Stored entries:
***

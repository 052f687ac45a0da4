//! Checks against a deployed factory.
//!
//! Configure through `.env` (see `WalletConfig`) and run with
//! `cargo test -p smart-wallet --test live_network -- --ignored`.
//! `ACCOUNT_ZERO_ADDRESS` may be set to pin the expected address of index 0.

use std::time::Duration;

use rand::Rng;
use smart_wallet::{TxOptions, WalletClient, WalletConfig};

fn client() -> WalletClient {
    let _ = tracing_subscriber::fmt()
        .with_env_filter(tracing_subscriber::EnvFilter::from_default_env())
        .with_test_writer()
        .try_init();

    let config = WalletConfig::from_env().expect("live network configuration");
    WalletClient::from_config(&config).expect("client")
}

/// Stays within 2^53 like indices chosen by other clients of the factory.
fn random_index() -> u64 {
    rand::thread_rng().gen_range(0..(1u64 << 53))
}

#[tokio::test]
#[ignore = "requires a deployed factory and PROVIDER_URL"]
async fn factory_reports_configured_model() {
    let client = client();
    let info = client.info().await.unwrap();
    assert_eq!(info.model_account, client.model_account());
}

#[tokio::test]
#[ignore = "requires a deployed factory and PROVIDER_URL"]
async fn local_derivation_agrees_with_factory() {
    let client = client();

    for index in [0u64, 1] {
        let account = client.account(index);
        let info = account.info().await.unwrap();

        assert_eq!(info.address, account.address());
        assert_eq!(info.salt, account.salt_hex());
    }

    if let Ok(expected) = std::env::var("ACCOUNT_ZERO_ADDRESS") {
        assert!(client.account(0u64).address().eq_ignore_ascii_case(&expected));
    }
}

#[tokio::test]
#[ignore = "requires a deployed factory and PROVIDER_URL"]
async fn native_balance_is_readable() {
    let client = client();
    let balance = client.account(0u64).balance(None).await.unwrap();
    assert_eq!(balance.decimals, 18);
}

#[tokio::test]
#[ignore = "sends a transaction; requires a funded PRIVATE_KEY"]
async fn create_fresh_account() {
    let client = client();

    let account = loop {
        let candidate = client.account(random_index());
        if !candidate.info().await.unwrap().exists {
            break candidate;
        }
    };

    let pending = account.create(&TxOptions::new()).await.unwrap();
    assert!(pending.hash.starts_with("0x"));

    let receipt = tokio::time::timeout(
        Duration::from_secs(120),
        client.wait_for_receipt(&pending, Duration::from_secs(2)),
    )
    .await
    .expect("mined within two minutes")
    .unwrap();
    assert!(receipt.success);
    assert!(account.info().await.unwrap().exists);
}
use alloy_primitives::{Address, Bytes, B256, U256};
use alloy_rlp::{Decodable, Encodable, RlpDecodable, RlpEncodable};
use k256::ecdsa::signature::hazmat::PrehashSigner;
use k256::ecdsa::{RecoveryId, Signature, SigningKey};
use sha3::{Digest, Keccak256};
use zeroize::Zeroize;

use crate::address::{format_address, parse_address};
use crate::error::EthError;

/// EIP-2718 type byte of an EIP-1559 transaction.
const EIP1559_TX_TYPE: u8 = 0x02;

/// How a transaction pays for gas.
#[derive(Debug, Clone, Copy, PartialEq, Eq)]
pub enum FeeModel {
    /// EIP-155 legacy transaction paying a flat price per gas.
    Legacy { gas_price: u128 },
    /// EIP-1559 (type 2) transaction.
    Dynamic {
        max_priority_fee_per_gas: u128,
        max_fee_per_gas: u128,
    },
}

/// An EIP-2930 access list entry.
#[derive(Debug, Clone, PartialEq, Eq, RlpEncodable, RlpDecodable)]
pub struct AccessListItem {
    pub address: Address,
    pub storage_keys: Vec<B256>,
}

/// An unsigned Ethereum transaction.
#[derive(Debug, Clone, PartialEq, Eq)]
pub struct EthTransaction {
    pub chain_id: u64,
    pub nonce: u64,
    pub fees: FeeModel,
    pub gas_limit: u64,
    /// Recipient address as a 0x-prefixed hex string.
    pub to: String,
    /// Native value attached to the call, in wei.
    pub value: U256,
    /// Calldata.
    pub data: Vec<u8>,
    /// Only type 2 transactions carry one; must be empty for legacy.
    pub access_list: Vec<AccessListItem>,
}

impl EthTransaction {
    pub fn is_legacy(&self) -> bool {
        matches!(self.fees, FeeModel::Legacy { .. })
    }
}

/// A signed Ethereum transaction ready for broadcast.
pub struct SignedEthTransaction {
    /// Signed transaction bytes (type prefix included for type 2).
    pub raw_tx: Vec<u8>,
    /// Transaction hash as a 0x-prefixed hex string.
    pub tx_hash: String,
}

/// A signed transaction read back from its raw bytes.
#[derive(Debug, Clone)]
pub struct DecodedEthTransaction {
    pub tx: EthTransaction,
    pub y_parity: u8,
    pub r: U256,
    pub s: U256,
    /// Transaction hash as a 0x-prefixed hex string.
    pub tx_hash: String,
}

/// Builds an unsigned contract call with an empty access list.
pub fn build_contract_call(
    chain_id: u64,
    nonce: u64,
    contract: &str,
    data: Vec<u8>,
    value: U256,
    fees: FeeModel,
    gas_limit: u64,
) -> Result<EthTransaction, EthError> {
    let to = parse_address(contract)?;

    if let FeeModel::Dynamic {
        max_priority_fee_per_gas,
        max_fee_per_gas,
    } = fees
    {
        if max_priority_fee_per_gas > max_fee_per_gas {
            return Err(EthError::TransactionBuildError(format!(
                "priority fee {max_priority_fee_per_gas} exceeds max fee {max_fee_per_gas}"
            )));
        }
    }

    Ok(EthTransaction {
        chain_id,
        nonce,
        fees,
        gas_limit,
        to: format_address(&to),
        value,
        data,
        access_list: Vec::new(),
    })
}

/// Signs the transaction's signing payload and appends the signature.
///
/// Type 2 transactions sign `keccak256(0x02 || rlp(fields))` and carry
/// `y_parity`. Legacy ones sign the EIP-155 list and fold the chain id into
/// `v`. The key copy is wiped.
pub fn sign_transaction(
    tx: &EthTransaction,
    private_key: &[u8; 32],
) -> Result<SignedEthTransaction, EthError> {
    let unsigned_payload = encode_unsigned_tx(tx)?;
    let msg_hash = Keccak256::digest(&unsigned_payload);

    let mut key_bytes = *private_key;
    let signing_key = SigningKey::from_bytes((&key_bytes).into())
        .map_err(|e| EthError::InvalidPrivateKey(e.to_string()));
    key_bytes.zeroize();
    let signing_key = signing_key?;

    let (signature, recovery_id): (Signature, RecoveryId) = signing_key
        .sign_prehash(msg_hash.as_slice())
        .map_err(|e| EthError::SigningError(e.to_string()))?;

    let y_parity = recovery_id.is_y_odd() as u8;
    let r = U256::from_be_slice(&signature.r().to_bytes());
    let s = U256::from_be_slice(&signature.s().to_bytes());
    let to = rlp_address(&tx.to)?;

    let raw_tx = match tx.fees {
        FeeModel::Legacy { gas_price } => {
            let fields = LegacySignedFields {
                nonce: tx.nonce,
                gas_price,
                gas_limit: tx.gas_limit,
                to,
                value: tx.value,
                data: Bytes::from(tx.data.clone()),
                v: eip155_v(tx.chain_id, y_parity)?,
                r,
                s,
            };
            rlp_list(&fields)
        }
        FeeModel::Dynamic {
            max_priority_fee_per_gas,
            max_fee_per_gas,
        } => {
            let fields = SignedTxFields {
                chain_id: tx.chain_id,
                nonce: tx.nonce,
                max_priority_fee_per_gas,
                max_fee_per_gas,
                gas_limit: tx.gas_limit,
                to,
                value: tx.value,
                data: Bytes::from(tx.data.clone()),
                access_list: tx.access_list.clone(),
                signature_y_parity: y_parity,
                signature_r: r,
                signature_s: s,
            };
            with_type_prefix(&fields)
        }
    };
    let tx_hash = format!("0x{}", hex::encode(Keccak256::digest(&raw_tx)));

    Ok(SignedEthTransaction { raw_tx, tx_hash })
}

/// Encodes the payload whose hash gets signed.
///
/// Type 2: `0x02 || rlp([chain_id, nonce, max_priority_fee_per_gas,
/// max_fee_per_gas, gas_limit, to, value, data, access_list])`.
/// Legacy: `rlp([nonce, gas_price, gas_limit, to, value, data, chain_id, 0, 0])`.
pub fn encode_unsigned_tx(tx: &EthTransaction) -> Result<Vec<u8>, EthError> {
    let to = rlp_address(&tx.to)?;

    match tx.fees {
        FeeModel::Legacy { gas_price } => {
            if !tx.access_list.is_empty() {
                return Err(EthError::TransactionBuildError(
                    "legacy transactions cannot carry an access list".into(),
                ));
            }
            let fields = LegacyUnsignedFields {
                nonce: tx.nonce,
                gas_price,
                gas_limit: tx.gas_limit,
                to,
                value: tx.value,
                data: Bytes::from(tx.data.clone()),
                chain_id: tx.chain_id,
                empty_r: 0,
                empty_s: 0,
            };
            Ok(rlp_list(&fields))
        }
        FeeModel::Dynamic {
            max_priority_fee_per_gas,
            max_fee_per_gas,
        } => {
            let fields = UnsignedTxFields {
                chain_id: tx.chain_id,
                nonce: tx.nonce,
                max_priority_fee_per_gas,
                max_fee_per_gas,
                gas_limit: tx.gas_limit,
                to,
                value: tx.value,
                data: Bytes::from(tx.data.clone()),
                access_list: tx.access_list.clone(),
            };
            Ok(with_type_prefix(&fields))
        }
    }
}

/// Decodes a signed legacy (EIP-155) or type 2 transaction from its raw
/// broadcast bytes.
pub fn decode_signed_transaction(raw_tx: &[u8]) -> Result<DecodedEthTransaction, EthError> {
    let (&first, typed_body) = raw_tx
        .split_first()
        .ok_or_else(|| EthError::DecodingError("empty transaction".into()))?;

    // An RLP list header means a legacy transaction.
    let (tx, y_parity, r, s, rest) = if first >= 0xc0 {
        let mut body = raw_tx;
        let fields = LegacySignedFields::decode(&mut body)
            .map_err(|e| EthError::DecodingError(e.to_string()))?;
        let (chain_id, y_parity) = split_eip155_v(fields.v)?;

        let tx = EthTransaction {
            chain_id,
            nonce: fields.nonce,
            fees: FeeModel::Legacy {
                gas_price: fields.gas_price,
            },
            gas_limit: fields.gas_limit,
            to: format_address(&fields.to.into_array()),
            value: fields.value,
            data: fields.data.to_vec(),
            access_list: Vec::new(),
        };
        (tx, y_parity, fields.r, fields.s, body)
    } else if first == EIP1559_TX_TYPE {
        let mut body = typed_body;
        let fields = SignedTxFields::decode(&mut body)
            .map_err(|e| EthError::DecodingError(e.to_string()))?;

        let tx = EthTransaction {
            chain_id: fields.chain_id,
            nonce: fields.nonce,
            fees: FeeModel::Dynamic {
                max_priority_fee_per_gas: fields.max_priority_fee_per_gas,
                max_fee_per_gas: fields.max_fee_per_gas,
            },
            gas_limit: fields.gas_limit,
            to: format_address(&fields.to.into_array()),
            value: fields.value,
            data: fields.data.to_vec(),
            access_list: fields.access_list,
        };
        (
            tx,
            fields.signature_y_parity,
            fields.signature_r,
            fields.signature_s,
            body,
        )
    } else {
        return Err(EthError::DecodingError(format!(
            "unsupported transaction type 0x{first:02x}"
        )));
    };

    if !rest.is_empty() {
        return Err(EthError::DecodingError(format!(
            "{} trailing bytes after transaction",
            rest.len()
        )));
    }

    Ok(DecodedEthTransaction {
        tx,
        y_parity,
        r,
        s,
        tx_hash: format!("0x{}", hex::encode(Keccak256::digest(raw_tx))),
    })
}

// ---------------------------------------------------------------------------
// RLP structures
// ---------------------------------------------------------------------------

/// Unsigned EIP-1559 transaction fields for RLP encoding.
#[derive(RlpEncodable)]
struct UnsignedTxFields {
    chain_id: u64,
    nonce: u64,
    max_priority_fee_per_gas: u128,
    max_fee_per_gas: u128,
    gas_limit: u64,
    to: Address,
    value: U256,
    data: Bytes,
    access_list: Vec<AccessListItem>,
}

/// Signed EIP-1559 transaction fields.
#[derive(RlpEncodable, RlpDecodable)]
struct SignedTxFields {
    chain_id: u64,
    nonce: u64,
    max_priority_fee_per_gas: u128,
    max_fee_per_gas: u128,
    gas_limit: u64,
    to: Address,
    value: U256,
    data: Bytes,
    access_list: Vec<AccessListItem>,
    signature_y_parity: u8,
    signature_r: U256,
    signature_s: U256,
}

/// EIP-155 signing list; the trailing zeros stand in for `r` and `s`.
#[derive(RlpEncodable)]
struct LegacyUnsignedFields {
    nonce: u64,
    gas_price: u128,
    gas_limit: u64,
    to: Address,
    value: U256,
    data: Bytes,
    chain_id: u64,
    empty_r: u8,
    empty_s: u8,
}

#[derive(RlpEncodable, RlpDecodable)]
struct LegacySignedFields {
    nonce: u64,
    gas_price: u128,
    gas_limit: u64,
    to: Address,
    value: U256,
    data: Bytes,
    v: u64,
    r: U256,
    s: U256,
}

// ---------------------------------------------------------------------------
// Helpers
// ---------------------------------------------------------------------------

fn rlp_address(address: &str) -> Result<Address, EthError> {
    parse_address(address).map(Address::from)
}

fn rlp_list<T: Encodable>(fields: &T) -> Vec<u8> {
    let mut out = Vec::with_capacity(fields.length());
    fields.encode(&mut out);
    out
}

fn with_type_prefix<T: Encodable>(fields: &T) -> Vec<u8> {
    let mut out = Vec::with_capacity(1 + fields.length());
    out.push(EIP1559_TX_TYPE);
    fields.encode(&mut out);
    out
}

/// `v = chain_id * 2 + 35 + y_parity`
fn eip155_v(chain_id: u64, y_parity: u8) -> Result<u64, EthError> {
    chain_id
        .checked_mul(2)
        .and_then(|v| v.checked_add(35 + u64::from(y_parity)))
        .ok_or_else(|| {
            EthError::TransactionBuildError(format!("chain id {chain_id} too large for EIP-155"))
        })
}

fn split_eip155_v(v: u64) -> Result<(u64, u8), EthError> {
    if v < 35 {
        return Err(EthError::DecodingError(format!(
            "v = {v} is not an EIP-155 signature"
        )));
    }
    Ok(((v - 35) / 2, ((v - 35) % 2) as u8))
}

***

**Exercise**
What lines above hold the word "SignedEthTransaction"? List them all.

**Exercise solution**
pub struct SignedEthTransaction {
) -> Result<SignedEthTransaction, EthError> {
    Ok(SignedEthTransaction { raw_tx, tx_hash })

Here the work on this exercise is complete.